The researchers' estimate is based on the systematic collection of data directly from the industry and doctors during 2004, which shows the U.S. pharmaceutical industry spent 24.4% of the sales dollar on promotion, versus 13.4% for research and development, as a percentage of US domestic sales of US$235.4 billion.
"The Cost of Pushing Pills: A New Estimate of Pharmaceutical Promotion Expenditures in the United States" is co-authored by PhD candidate Marc-André Gagnon, who led the study with Joel Lexchin, a long-time researcher of pharmaceutical promotion, Toronto physician, and Associate Chair of York's School of Health Policy & Management in the Faculty of Health. Their study appears in the January 3, 2008 issue of PLoS Medicine, an online journal published by the Public Library of Science, at http://medicine.plosjournals.org
"In our paper, we make the case for the need for a new estimate of promotional expenditures by the U.S. pharmaceutical industry," says Gagnon. "We then explain how we used proprietary databases to construct a revised estimate and finally, we compare our results with those from other data sources to argue in favor of changing the priorities of the industry."
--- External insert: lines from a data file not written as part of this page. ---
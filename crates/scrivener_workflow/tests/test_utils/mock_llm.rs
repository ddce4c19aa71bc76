//! Scripted chat model for workflow tests.

use async_trait::async_trait;
use futures::stream;
use scrivener_core::ChatRequest;
use scrivener_error::{ModelError, ModelErrorKind, ScrivenerError, ScrivenerResult};
use scrivener_interface::{ChatDriver, Streaming, TextStream};
use std::collections::VecDeque;
use std::sync::Mutex;
use std::sync::atomic::{AtomicUsize, Ordering};

/// One scripted reply.
#[derive(Debug, Clone)]
#[allow(dead_code)]
pub enum MockReply {
    /// Stream these fragments
    Fragments(Vec<String>),
    /// Stream these fragments, then fail
    BreakAfter(Vec<String>, String),
    /// Fail before streaming starts
    Refuse(String),
}

impl MockReply {
    /// A single-fragment reply.
    #[allow(dead_code)]
    pub fn text(text: impl Into<String>) -> Self {
        Self::Fragments(vec![text.into()])
    }
}

#[derive(Debug)]
struct Script {
    queued: VecDeque<MockReply>,
    fallback: MockReply,
}

impl Script {
    fn next(&mut self) -> MockReply {
        self.queued.pop_front().unwrap_or_else(|| self.fallback.clone())
    }
}

/// Chat model that answers rewrite and review prompts from scripts.
///
/// Review prompts are recognized by the article-under-review heading; all
/// other streaming prompts are rewrites. Blocking `chat` calls pop from
/// their own queue.
#[derive(Debug)]
pub struct MockLlm {
    rewrites: Mutex<Script>,
    reviews: Mutex<Script>,
    chats: Mutex<VecDeque<String>>,
    rewrite_calls: AtomicUsize,
    review_calls: AtomicUsize,
    chat_calls: AtomicUsize,
    prompts: Mutex<Vec<String>>,
}

#[allow(dead_code)]
impl MockLlm {
    /// Every rewrite returns `rewrite`, every review returns `review`.
    pub fn new(rewrite: MockReply, review: MockReply) -> Self {
        Self {
            rewrites: Mutex::new(Script {
                queued: VecDeque::new(),
                fallback: rewrite,
            }),
            reviews: Mutex::new(Script {
                queued: VecDeque::new(),
                fallback: review,
            }),
            chats: Mutex::new(VecDeque::new()),
            rewrite_calls: AtomicUsize::new(0),
            review_calls: AtomicUsize::new(0),
            chat_calls: AtomicUsize::new(0),
            prompts: Mutex::new(Vec::new()),
        }
    }

    /// Queue a review reply ahead of the fallback.
    pub fn queue_review(self, reply: MockReply) -> Self {
        self.reviews.lock().unwrap().queued.push_back(reply);
        self
    }

    /// Queue a rewrite reply ahead of the fallback.
    pub fn queue_rewrite(self, reply: MockReply) -> Self {
        self.rewrites.lock().unwrap().queued.push_back(reply);
        self
    }

    /// Queue a blocking chat reply.
    pub fn queue_chat(self, reply: impl Into<String>) -> Self {
        self.chats.lock().unwrap().push_back(reply.into());
        self
    }

    pub fn rewrite_calls(&self) -> usize {
        self.rewrite_calls.load(Ordering::SeqCst)
    }

    pub fn review_calls(&self) -> usize {
        self.review_calls.load(Ordering::SeqCst)
    }

    pub fn chat_calls(&self) -> usize {
        self.chat_calls.load(Ordering::SeqCst)
    }

    /// User prompts seen so far, in order.
    pub fn prompts(&self) -> Vec<String> {
        self.prompts.lock().unwrap().clone()
    }

    fn record_prompt(&self, req: &ChatRequest) -> String {
        let prompt = req
            .messages()
            .iter()
            .map(|m| m.content.as_str())
            .collect::<Vec<_>>()
            .join("\n");
        self.prompts.lock().unwrap().push(prompt.clone());
        prompt
    }
}

fn model_error(message: &str) -> ScrivenerError {
    ModelError::new(ModelErrorKind::Stream(message.to_string())).into()
}

#[async_trait]
impl ChatDriver for MockLlm {
    async fn chat(&self, req: &ChatRequest) -> ScrivenerResult<String> {
        self.chat_calls.fetch_add(1, Ordering::SeqCst);
        self.record_prompt(req);
        self.chats
            .lock()
            .unwrap()
            .pop_front()
            .ok_or_else(|| model_error("no scripted chat reply"))
    }

    fn provider_name(&self) -> &'static str {
        "mock"
    }

    fn model_name(&self) -> &str {
        "mock-model"
    }
}

#[async_trait]
impl Streaming for MockLlm {
    async fn chat_stream(&self, req: &ChatRequest) -> ScrivenerResult<TextStream> {
        let prompt = self.record_prompt(req);
        let reply = if prompt.contains("待审核文章") {
            self.review_calls.fetch_add(1, Ordering::SeqCst);
            self.reviews.lock().unwrap().next()
        } else {
            self.rewrite_calls.fetch_add(1, Ordering::SeqCst);
            self.rewrites.lock().unwrap().next()
        };

        let items: Vec<ScrivenerResult<String>> = match reply {
            MockReply::Fragments(parts) => parts.into_iter().map(Ok).collect(),
            MockReply::BreakAfter(parts, message) => parts
                .into_iter()
                .map(Ok)
                .chain(std::iter::once(Err(model_error(&message))))
                .collect(),
            MockReply::Refuse(message) => return Err(model_error(&message)),
        };
        Ok(Box::pin(stream::iter(items)))
    }
}
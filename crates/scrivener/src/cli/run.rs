//! Workflow command handler.

use super::commands::{DecisionMode, RunArgs};
use super::inputs::{load_materials, load_source, load_style};
use anyhow::Context;
use futures_util::StreamExt;
use scrivener::{
    HttpArticleFetcher, HumanDecision, InMemoryRepository, OpenAiClient, OpenAiImageClient,
    PromptedCoverGenerator, ScrivenerConfig, WorkflowEvent, WorkflowInput, WorkflowOrchestrator,
    WorkflowState, WorkflowStatus, WorkflowStream,
};
use std::sync::Arc;

/// Run the full workflow, printing every event as a JSON line on stdout.
#[tracing::instrument(skip_all, fields(source = %args.source))]
pub async fn run_workflow(config: &ScrivenerConfig, args: RunArgs) -> anyhow::Result<()> {
    let workflow = config.workflow();
    let llm = Arc::new(OpenAiClient::from_config(config.llm())?);
    let repo = Arc::new(InMemoryRepository::new());

    let style = load_style(&args.style).await?;
    let style_id = repo.add_style(style).await;

    let mut orchestrator = WorkflowOrchestrator::new(llm.clone(), repo)
        .with_config(workflow)
        .with_fetcher(Arc::new(HttpArticleFetcher::new(
            *workflow.max_source_chars(),
        )));

    let enable_rag = match &args.rag_dir {
        Some(dir) => {
            let materials = load_materials(dir).await?;
            orchestrator = orchestrator.with_retrieval(Arc::new(materials));
            true
        }
        None => false,
    };

    if args.cover {
        let images = Arc::new(OpenAiImageClient::from_config(config.image())?);
        let size = args
            .cover_size
            .clone()
            .unwrap_or_else(|| config.image().size().clone());
        orchestrator = orchestrator
            .with_cover_generator(Arc::new(PromptedCoverGenerator::new(llm, images)))
            .with_cover_size(size);
    }

    let input = WorkflowInput::builder()
        .source_article(load_source(&args.source).await?)
        .style_id(style_id)
        .target_words(args.target_words.unwrap_or(*workflow.target_words()))
        .max_retries(args.max_retries.unwrap_or(*workflow.max_retries()))
        .enable_rag(enable_rag)
        .rag_top_k(args.rag_top_k.unwrap_or(*workflow.rag_top_k()))
        .build()
        .context("building workflow input")?;

    let stream = orchestrator.run_stream(&input).await?;
    let mut state = print_events(stream)
        .await
        .context("workflow ended without a node event")?;

    if state.status == WorkflowStatus::AwaitingDecision {
        let rewrite_id = state
            .rewrite_id
            .context("suspended workflow has no rewrite id")?;
        let (decision, edited) = decide(&args).await?;
        tracing::info!(rewrite_id, %decision, "Resuming after decision");

        let stream = orchestrator
            .resume_stream(rewrite_id, decision, edited)
            .await?;
        state = print_events(stream)
            .await
            .context("resumed workflow ended without a node event")?;
    }

    match state.status {
        WorkflowStatus::Completed => Ok(()),
        WorkflowStatus::RetriesExhausted => {
            anyhow::bail!("review did not pass within {} retries", input.max_retries)
        }
        status => anyhow::bail!(
            "workflow stopped with status {status:?}: {}",
            state.error_message.as_deref().unwrap_or("no error recorded")
        ),
    }
}

/// Print events and return the last node snapshot.
async fn print_events(mut stream: WorkflowStream) -> Option<WorkflowState> {
    let mut last = None;
    while let Some(event) = stream.next().await {
        println!("{}", event.to_json_line());
        if let WorkflowEvent::Node { state, .. } = event {
            last = Some(*state);
        }
    }
    last
}

async fn decide(args: &RunArgs) -> anyhow::Result<(HumanDecision, Option<String>)> {
    let mode = match args.decision {
        DecisionMode::Ask => ask().await?,
        mode => mode,
    };

    match mode {
        DecisionMode::Edit => {
            let path = args
                .edited_file
                .as_ref()
                .context("the edit decision needs --edited-file")?;
            let edited = tokio::fs::read_to_string(path)
                .await
                .with_context(|| format!("reading edited article {}", path.display()))?;
            Ok((HumanDecision::ManualEdit, Some(edited)))
        }
        _ => Ok((HumanDecision::SkipToCover, None)),
    }
}

async fn ask() -> anyhow::Result<DecisionMode> {
    eprint!("Review passed. Type `edit` to use --edited-file, anything else for the cover step: ");
    let line = tokio::task::spawn_blocking(|| {
        let mut line = String::new();
        std::io::stdin().read_line(&mut line).map(|_| line)
    })
    .await??;

    Ok(match line.trim() {
        "edit" | "e" => DecisionMode::Edit,
        _ => DecisionMode::Cover,
    })
}
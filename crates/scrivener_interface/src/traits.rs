//! Trait definitions for model backends and other external capabilities.

use crate::{CoverRequest, GeneratedImage};
use async_trait::async_trait;
use futures_util::stream::Stream;
use scrivener_core::{ChatRequest, CoverReference, Snippet};
use scrivener_error::ScrivenerResult;
use std::pin::Pin;

/// Ordered, finite, single-pass stream of text fragments.
pub type TextStream = Pin<Box<dyn Stream<Item = ScrivenerResult<String>> + Send>>;

/// Core trait every chat backend implements.
#[async_trait]
pub trait ChatDriver: Send + Sync {
    /// Send a request and wait for the complete reply.
    async fn chat(&self, req: &ChatRequest) -> ScrivenerResult<String>;

    /// Provider name (e.g., "openai").
    fn provider_name(&self) -> &'static str;

    /// Model identifier.
    fn model_name(&self) -> &str;
}

/// Backends that can stream their reply.
#[async_trait]
pub trait Streaming: ChatDriver {
    /// Start a streaming reply.
    ///
    /// Connection failures surface here; failures mid-stream surface as
    /// `Err` items.
    async fn chat_stream(&self, req: &ChatRequest) -> ScrivenerResult<TextStream>;
}

/// Best-effort lookup of reference material.
#[async_trait]
pub trait Retrieval: Send + Sync {
    /// Up to `top_k` snippets ranked best first. Failures yield an empty list.
    async fn search(&self, query: &str, top_k: usize) -> Vec<Snippet>;
}

/// Text-to-image backends.
#[async_trait]
pub trait ImageGeneration: Send + Sync {
    /// Generate one image. `size` is a pixel size such as `2048x2048`.
    async fn generate_image(&self, prompt: &str, size: &str) -> ScrivenerResult<GeneratedImage>;
}

/// Turns a URL into article text.
#[async_trait]
pub trait ArticleFetcher: Send + Sync {
    /// Article text, or `None` when the page could not be fetched or was empty.
    async fn fetch(&self, url: &str) -> Option<String>;
}

/// Produces a cover image for finished content.
#[async_trait]
pub trait CoverGenerator: Send + Sync {
    /// Generate a cover.
    async fn generate_cover(&self, req: &CoverRequest) -> ScrivenerResult<CoverReference>;
}
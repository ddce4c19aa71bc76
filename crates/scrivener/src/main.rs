//! Scrivener CLI binary.
//!
//! - Run the rewrite workflow on a file or URL, streaming events as JSON lines
//! - Review an existing article once
//! - Extract a writing style from reference articles

use clap::Parser;

mod cli;

#[tokio::main]
async fn main() -> anyhow::Result<()> {
    use cli::{Cli, Commands, run_review, run_style, run_workflow};

    dotenvy::dotenv().ok();

    let cli = Cli::parse();
    let config = cli.load_config()?;

    let level = if cli.verbose {
        "debug"
    } else {
        config.logging().level().as_str()
    };
    scrivener::init_tracing(level).map_err(|e| anyhow::anyhow!(e))?;

    let result = match cli.command {
        Commands::Run(args) => run_workflow(&config, args).await,
        Commands::Review(args) => run_review(&config, args).await,
        Commands::Style(args) => run_style(&config, args).await,
    };

    scrivener::shutdown_tracing();
    result
}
The study is important because it provides the most accurate image yet of the promotional workings of the pharmaceutical industry, says Lexchin.
The authors examined the 2004 reports of IMS Health (IMS) and CAM Group (CAM), two international market research companies that provide the pharmaceutical industry with sales/marketing data and consulting services. IMS obtains its data by surveying pharmaceutical firms, while CAM surveys doctors, which explains important discrepancies in the data they provide.
The researchers used 2004 as the comparison year because it was the latest year in which information was available from both organizations.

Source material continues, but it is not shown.